### TASK DIRECTIONS
Take every line from the records below that includes the word "anyhow".

### AVAILABLE DATA
########

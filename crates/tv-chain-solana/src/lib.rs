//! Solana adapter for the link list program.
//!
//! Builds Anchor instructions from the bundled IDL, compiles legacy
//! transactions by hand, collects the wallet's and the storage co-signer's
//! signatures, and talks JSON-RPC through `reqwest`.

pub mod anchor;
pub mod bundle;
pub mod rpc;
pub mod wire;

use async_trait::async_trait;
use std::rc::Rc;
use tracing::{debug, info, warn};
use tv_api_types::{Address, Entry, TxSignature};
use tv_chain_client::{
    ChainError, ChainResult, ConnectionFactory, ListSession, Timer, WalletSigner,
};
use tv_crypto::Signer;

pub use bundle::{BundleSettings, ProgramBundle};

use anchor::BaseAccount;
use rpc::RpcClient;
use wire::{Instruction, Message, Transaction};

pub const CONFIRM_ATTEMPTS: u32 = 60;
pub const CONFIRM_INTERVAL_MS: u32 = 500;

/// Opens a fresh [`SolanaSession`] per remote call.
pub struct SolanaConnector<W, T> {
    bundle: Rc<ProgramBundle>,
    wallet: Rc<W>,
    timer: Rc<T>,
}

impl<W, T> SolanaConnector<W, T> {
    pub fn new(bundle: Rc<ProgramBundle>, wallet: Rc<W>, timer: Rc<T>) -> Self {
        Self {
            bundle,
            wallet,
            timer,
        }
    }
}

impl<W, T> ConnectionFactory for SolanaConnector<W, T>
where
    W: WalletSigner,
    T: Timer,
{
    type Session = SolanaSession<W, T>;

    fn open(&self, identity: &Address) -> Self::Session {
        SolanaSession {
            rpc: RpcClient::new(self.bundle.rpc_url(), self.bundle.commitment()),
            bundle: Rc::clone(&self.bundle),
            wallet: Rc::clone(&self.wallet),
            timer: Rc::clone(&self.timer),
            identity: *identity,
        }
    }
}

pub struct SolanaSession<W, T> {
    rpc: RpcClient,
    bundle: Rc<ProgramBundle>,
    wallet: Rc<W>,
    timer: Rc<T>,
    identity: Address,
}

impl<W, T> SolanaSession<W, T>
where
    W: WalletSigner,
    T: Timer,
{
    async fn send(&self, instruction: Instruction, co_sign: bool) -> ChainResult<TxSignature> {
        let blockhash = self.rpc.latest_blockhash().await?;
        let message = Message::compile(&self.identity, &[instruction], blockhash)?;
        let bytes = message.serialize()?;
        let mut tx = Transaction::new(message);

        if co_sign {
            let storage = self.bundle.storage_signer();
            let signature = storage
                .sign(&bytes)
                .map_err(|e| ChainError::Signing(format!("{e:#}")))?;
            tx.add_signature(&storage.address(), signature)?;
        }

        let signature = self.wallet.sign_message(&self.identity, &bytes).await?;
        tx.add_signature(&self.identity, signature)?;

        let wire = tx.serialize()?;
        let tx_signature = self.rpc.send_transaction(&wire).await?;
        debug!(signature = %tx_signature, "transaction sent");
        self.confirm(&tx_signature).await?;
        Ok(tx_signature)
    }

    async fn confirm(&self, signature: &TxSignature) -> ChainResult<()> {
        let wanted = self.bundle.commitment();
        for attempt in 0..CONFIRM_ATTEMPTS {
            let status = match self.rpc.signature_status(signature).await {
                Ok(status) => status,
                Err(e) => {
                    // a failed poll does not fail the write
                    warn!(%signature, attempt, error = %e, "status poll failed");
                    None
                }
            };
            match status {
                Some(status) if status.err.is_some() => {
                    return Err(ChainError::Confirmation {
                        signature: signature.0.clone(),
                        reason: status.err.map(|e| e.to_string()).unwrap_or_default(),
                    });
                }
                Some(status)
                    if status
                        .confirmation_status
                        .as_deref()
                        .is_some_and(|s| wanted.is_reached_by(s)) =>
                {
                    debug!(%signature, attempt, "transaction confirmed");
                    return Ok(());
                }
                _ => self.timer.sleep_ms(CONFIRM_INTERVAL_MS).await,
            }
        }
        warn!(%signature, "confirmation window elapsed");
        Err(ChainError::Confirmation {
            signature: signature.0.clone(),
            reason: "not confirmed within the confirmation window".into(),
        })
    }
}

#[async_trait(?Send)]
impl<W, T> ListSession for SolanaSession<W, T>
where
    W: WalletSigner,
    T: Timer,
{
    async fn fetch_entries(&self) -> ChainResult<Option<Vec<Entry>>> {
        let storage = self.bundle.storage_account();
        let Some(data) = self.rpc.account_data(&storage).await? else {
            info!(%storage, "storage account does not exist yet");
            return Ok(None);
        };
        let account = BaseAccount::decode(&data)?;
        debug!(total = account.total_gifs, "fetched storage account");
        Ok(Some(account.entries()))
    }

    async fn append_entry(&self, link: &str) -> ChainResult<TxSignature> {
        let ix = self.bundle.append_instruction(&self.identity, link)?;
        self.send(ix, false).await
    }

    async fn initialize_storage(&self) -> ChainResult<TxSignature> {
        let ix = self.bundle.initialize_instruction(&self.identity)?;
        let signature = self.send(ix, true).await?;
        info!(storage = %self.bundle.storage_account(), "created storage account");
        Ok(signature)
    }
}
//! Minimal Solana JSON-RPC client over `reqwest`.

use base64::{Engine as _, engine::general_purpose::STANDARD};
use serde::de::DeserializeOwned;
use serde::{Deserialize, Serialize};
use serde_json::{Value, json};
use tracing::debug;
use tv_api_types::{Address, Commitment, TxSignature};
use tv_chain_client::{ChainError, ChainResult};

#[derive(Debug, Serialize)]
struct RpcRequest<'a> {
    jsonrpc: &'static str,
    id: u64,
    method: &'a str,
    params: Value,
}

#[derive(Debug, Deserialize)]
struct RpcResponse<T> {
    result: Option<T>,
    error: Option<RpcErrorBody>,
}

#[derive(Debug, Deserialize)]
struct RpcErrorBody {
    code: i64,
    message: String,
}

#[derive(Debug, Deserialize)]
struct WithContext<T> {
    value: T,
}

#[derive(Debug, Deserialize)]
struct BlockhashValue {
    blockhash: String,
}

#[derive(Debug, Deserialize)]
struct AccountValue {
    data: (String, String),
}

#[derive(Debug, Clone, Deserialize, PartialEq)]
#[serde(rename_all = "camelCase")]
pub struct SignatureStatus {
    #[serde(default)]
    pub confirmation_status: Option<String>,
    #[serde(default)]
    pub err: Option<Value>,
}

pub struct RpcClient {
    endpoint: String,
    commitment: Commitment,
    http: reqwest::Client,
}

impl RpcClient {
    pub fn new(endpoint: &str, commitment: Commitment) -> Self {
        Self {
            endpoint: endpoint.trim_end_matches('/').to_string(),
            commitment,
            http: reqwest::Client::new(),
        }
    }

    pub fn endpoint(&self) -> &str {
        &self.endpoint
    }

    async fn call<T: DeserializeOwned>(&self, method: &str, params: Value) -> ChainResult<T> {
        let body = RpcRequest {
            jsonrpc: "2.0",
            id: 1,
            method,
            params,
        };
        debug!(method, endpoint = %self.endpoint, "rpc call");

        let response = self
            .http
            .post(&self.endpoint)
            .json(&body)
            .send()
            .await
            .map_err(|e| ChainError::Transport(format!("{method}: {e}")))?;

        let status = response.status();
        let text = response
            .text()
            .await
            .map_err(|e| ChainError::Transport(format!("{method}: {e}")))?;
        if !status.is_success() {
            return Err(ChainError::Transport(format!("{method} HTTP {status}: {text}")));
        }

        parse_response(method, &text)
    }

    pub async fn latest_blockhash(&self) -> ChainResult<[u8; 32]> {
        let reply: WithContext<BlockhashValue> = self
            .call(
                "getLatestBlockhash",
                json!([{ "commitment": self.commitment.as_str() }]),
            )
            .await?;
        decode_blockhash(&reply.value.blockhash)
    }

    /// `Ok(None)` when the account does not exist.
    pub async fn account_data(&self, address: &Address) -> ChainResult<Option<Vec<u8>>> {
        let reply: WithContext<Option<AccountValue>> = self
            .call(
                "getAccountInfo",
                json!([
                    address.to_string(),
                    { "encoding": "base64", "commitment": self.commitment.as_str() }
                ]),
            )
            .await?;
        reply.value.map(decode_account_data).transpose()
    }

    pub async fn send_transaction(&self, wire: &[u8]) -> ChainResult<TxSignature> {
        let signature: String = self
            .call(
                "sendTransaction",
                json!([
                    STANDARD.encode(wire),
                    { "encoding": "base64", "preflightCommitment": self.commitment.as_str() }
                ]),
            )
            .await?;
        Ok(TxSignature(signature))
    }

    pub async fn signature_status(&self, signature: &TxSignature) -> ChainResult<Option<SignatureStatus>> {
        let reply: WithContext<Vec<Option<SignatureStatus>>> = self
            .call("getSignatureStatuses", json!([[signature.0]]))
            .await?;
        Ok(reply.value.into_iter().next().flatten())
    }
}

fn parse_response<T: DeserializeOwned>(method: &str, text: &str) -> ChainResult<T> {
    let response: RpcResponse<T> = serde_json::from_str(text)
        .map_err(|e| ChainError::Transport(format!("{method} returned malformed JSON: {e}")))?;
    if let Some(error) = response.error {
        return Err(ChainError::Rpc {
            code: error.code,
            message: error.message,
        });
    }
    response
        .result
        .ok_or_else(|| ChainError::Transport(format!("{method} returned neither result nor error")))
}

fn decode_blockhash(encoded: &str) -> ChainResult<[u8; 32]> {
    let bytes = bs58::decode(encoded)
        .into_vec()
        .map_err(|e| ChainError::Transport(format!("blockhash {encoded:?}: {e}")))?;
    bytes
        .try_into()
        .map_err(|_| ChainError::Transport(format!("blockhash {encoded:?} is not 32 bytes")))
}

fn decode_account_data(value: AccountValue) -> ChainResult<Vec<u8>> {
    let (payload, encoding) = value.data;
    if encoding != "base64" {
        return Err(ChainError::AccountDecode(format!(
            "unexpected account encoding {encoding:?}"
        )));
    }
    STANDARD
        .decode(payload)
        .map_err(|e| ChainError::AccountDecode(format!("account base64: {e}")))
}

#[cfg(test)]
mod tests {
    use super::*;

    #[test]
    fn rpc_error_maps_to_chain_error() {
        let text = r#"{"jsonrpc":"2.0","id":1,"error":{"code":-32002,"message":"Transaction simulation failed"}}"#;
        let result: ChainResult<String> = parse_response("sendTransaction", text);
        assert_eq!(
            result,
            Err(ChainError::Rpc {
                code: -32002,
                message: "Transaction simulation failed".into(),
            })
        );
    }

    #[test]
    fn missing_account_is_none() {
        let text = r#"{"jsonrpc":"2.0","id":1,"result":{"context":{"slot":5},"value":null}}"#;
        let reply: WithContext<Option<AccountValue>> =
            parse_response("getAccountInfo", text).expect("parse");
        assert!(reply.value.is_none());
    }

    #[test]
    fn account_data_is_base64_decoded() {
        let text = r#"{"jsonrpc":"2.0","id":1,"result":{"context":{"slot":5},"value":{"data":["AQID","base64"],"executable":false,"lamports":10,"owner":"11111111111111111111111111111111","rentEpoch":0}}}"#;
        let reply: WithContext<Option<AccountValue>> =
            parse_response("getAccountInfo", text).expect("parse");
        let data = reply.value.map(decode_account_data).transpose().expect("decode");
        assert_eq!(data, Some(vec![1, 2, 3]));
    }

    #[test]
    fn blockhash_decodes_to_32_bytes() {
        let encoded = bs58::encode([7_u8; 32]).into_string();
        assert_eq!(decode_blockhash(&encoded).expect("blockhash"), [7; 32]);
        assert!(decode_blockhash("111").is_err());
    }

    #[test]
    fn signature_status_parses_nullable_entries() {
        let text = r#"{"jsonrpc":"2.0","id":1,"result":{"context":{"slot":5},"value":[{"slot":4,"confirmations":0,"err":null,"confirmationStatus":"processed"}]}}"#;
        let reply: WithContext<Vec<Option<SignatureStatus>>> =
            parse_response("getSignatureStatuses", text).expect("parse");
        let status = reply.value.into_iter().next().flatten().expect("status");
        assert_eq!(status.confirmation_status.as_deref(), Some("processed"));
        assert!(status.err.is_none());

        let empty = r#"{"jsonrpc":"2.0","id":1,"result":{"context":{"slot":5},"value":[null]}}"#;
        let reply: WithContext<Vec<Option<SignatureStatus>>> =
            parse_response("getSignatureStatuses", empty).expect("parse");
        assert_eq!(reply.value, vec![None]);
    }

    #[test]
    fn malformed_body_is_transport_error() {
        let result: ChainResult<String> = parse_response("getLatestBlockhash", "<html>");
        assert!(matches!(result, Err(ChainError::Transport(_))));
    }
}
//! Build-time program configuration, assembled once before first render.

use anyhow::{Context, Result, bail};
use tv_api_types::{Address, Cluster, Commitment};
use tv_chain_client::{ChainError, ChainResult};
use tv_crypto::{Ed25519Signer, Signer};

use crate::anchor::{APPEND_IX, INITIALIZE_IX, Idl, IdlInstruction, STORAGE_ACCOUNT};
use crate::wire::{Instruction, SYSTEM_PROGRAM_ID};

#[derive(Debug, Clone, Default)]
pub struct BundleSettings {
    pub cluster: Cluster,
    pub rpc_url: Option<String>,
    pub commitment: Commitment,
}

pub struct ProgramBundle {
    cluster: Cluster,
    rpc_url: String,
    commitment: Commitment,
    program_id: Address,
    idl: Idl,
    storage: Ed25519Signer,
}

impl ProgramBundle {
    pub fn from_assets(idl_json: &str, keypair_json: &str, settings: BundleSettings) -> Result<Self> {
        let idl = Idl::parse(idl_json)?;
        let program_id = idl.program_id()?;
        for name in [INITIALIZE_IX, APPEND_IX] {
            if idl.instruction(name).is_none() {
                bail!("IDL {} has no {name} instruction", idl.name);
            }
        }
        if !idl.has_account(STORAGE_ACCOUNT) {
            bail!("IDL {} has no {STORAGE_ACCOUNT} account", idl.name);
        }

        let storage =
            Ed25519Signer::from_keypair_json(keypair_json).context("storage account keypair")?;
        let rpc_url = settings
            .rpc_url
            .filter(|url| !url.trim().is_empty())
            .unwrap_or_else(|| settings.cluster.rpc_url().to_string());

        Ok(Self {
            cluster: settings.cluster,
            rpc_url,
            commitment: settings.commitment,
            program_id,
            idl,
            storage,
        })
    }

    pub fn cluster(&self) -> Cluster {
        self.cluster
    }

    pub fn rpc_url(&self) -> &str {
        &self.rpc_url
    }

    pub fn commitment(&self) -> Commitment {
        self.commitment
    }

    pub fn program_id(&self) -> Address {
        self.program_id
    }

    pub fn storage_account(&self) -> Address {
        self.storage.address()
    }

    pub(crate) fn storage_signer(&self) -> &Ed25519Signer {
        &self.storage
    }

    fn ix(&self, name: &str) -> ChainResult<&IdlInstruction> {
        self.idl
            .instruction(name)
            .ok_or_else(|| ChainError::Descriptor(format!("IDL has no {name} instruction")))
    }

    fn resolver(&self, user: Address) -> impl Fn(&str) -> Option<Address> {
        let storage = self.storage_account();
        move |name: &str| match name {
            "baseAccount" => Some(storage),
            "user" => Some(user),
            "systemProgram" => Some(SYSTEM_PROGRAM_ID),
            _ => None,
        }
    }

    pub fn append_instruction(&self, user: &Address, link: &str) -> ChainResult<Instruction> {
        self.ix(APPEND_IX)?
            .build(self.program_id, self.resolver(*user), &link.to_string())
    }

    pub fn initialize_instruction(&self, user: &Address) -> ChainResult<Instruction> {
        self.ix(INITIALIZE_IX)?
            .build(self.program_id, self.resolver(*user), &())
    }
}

########

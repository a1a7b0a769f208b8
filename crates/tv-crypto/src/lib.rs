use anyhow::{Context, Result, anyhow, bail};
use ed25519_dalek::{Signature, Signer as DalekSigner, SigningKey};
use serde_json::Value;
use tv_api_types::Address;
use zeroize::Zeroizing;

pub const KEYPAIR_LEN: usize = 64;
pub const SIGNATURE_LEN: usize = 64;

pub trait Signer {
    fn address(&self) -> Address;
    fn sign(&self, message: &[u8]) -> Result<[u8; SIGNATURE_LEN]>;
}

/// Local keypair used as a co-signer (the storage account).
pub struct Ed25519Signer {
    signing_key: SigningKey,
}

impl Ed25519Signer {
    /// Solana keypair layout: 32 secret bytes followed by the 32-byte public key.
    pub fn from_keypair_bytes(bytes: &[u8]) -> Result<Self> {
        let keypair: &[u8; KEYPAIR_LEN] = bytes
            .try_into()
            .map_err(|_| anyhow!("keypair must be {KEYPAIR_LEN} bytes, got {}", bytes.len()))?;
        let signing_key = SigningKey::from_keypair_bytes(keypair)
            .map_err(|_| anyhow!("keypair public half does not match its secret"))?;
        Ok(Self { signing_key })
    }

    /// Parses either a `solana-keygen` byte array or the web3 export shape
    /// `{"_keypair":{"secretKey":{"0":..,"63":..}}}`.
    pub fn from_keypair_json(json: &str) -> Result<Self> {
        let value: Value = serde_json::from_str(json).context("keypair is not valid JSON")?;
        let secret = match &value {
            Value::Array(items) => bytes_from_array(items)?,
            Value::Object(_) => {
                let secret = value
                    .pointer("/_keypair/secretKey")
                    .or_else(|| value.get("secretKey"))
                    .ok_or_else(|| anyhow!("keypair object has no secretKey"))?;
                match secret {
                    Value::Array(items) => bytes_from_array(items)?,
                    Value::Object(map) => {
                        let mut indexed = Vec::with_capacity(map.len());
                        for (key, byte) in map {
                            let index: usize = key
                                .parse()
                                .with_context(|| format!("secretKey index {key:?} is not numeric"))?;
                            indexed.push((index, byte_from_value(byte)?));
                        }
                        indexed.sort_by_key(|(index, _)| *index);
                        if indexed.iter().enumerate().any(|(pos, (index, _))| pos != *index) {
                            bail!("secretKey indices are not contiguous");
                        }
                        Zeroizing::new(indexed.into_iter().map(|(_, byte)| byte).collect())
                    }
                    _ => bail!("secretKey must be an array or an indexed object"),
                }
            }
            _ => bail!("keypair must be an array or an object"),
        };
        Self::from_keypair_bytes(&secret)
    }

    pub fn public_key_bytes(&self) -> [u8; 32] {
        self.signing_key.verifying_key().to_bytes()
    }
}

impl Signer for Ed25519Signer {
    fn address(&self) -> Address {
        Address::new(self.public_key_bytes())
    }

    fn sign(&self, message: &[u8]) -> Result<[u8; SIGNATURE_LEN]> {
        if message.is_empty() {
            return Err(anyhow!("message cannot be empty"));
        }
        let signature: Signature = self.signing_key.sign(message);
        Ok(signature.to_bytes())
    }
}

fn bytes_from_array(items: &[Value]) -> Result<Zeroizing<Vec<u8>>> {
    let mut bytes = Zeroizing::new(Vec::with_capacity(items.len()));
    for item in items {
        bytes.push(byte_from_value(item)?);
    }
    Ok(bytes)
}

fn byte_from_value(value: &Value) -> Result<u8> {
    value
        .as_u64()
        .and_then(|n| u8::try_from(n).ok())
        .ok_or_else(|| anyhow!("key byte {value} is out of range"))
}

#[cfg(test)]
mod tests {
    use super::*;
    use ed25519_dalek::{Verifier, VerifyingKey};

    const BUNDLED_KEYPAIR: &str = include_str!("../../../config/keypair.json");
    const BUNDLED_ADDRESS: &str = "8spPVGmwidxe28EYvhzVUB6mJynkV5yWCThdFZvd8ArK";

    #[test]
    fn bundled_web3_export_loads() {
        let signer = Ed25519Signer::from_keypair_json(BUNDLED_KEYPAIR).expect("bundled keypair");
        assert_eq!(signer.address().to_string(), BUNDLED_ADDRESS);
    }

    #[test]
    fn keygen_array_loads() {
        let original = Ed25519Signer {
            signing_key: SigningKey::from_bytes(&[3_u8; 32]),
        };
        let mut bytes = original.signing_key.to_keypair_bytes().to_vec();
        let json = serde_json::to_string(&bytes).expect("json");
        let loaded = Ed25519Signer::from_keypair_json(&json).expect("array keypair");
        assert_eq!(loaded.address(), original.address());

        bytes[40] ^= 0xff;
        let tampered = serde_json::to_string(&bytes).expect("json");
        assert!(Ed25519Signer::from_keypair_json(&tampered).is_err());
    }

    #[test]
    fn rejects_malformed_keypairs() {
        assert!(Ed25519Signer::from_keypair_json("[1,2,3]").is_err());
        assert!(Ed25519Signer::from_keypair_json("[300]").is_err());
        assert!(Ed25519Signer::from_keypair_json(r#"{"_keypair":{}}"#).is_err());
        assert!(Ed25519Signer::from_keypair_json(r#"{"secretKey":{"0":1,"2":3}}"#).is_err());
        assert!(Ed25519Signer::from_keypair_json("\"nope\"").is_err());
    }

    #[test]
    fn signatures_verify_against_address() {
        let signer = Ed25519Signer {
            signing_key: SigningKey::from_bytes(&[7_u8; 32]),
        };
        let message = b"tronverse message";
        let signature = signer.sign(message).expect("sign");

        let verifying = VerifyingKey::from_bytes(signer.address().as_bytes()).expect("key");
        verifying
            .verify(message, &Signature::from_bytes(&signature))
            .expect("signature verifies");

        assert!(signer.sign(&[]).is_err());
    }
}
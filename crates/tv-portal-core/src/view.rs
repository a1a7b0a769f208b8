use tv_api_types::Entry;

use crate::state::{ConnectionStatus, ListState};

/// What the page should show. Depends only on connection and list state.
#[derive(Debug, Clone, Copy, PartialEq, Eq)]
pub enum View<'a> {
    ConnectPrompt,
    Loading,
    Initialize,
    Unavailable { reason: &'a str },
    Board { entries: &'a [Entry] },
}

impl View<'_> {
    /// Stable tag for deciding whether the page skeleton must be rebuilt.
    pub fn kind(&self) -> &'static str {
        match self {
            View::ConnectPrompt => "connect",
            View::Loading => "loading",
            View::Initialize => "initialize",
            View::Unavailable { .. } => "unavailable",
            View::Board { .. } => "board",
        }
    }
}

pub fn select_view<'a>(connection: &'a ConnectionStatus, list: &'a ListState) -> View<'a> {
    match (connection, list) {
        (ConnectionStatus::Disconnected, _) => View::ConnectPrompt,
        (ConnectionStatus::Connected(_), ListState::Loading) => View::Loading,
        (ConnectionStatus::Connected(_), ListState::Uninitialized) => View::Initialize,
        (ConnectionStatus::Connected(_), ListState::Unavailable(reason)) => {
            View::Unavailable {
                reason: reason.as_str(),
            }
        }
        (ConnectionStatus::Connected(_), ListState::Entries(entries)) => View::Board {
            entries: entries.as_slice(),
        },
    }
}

########

### EXERCISE RESULT
use anyhow::{Context, Result, bail};
use anyhow::{Context, Result, anyhow, bail};
            .map_err(|_| anyhow!("keypair must be {KEYPAIR_LEN} bytes, got {}", bytes.len()))?;
            .map_err(|_| anyhow!("keypair public half does not match its secret"))?;
                    .ok_or_else(|| anyhow!("keypair object has no secretKey"))?;
            return Err(anyhow!("message cannot be empty"));
        .ok_or_else(|| anyhow!("key byte {value} is out of range"))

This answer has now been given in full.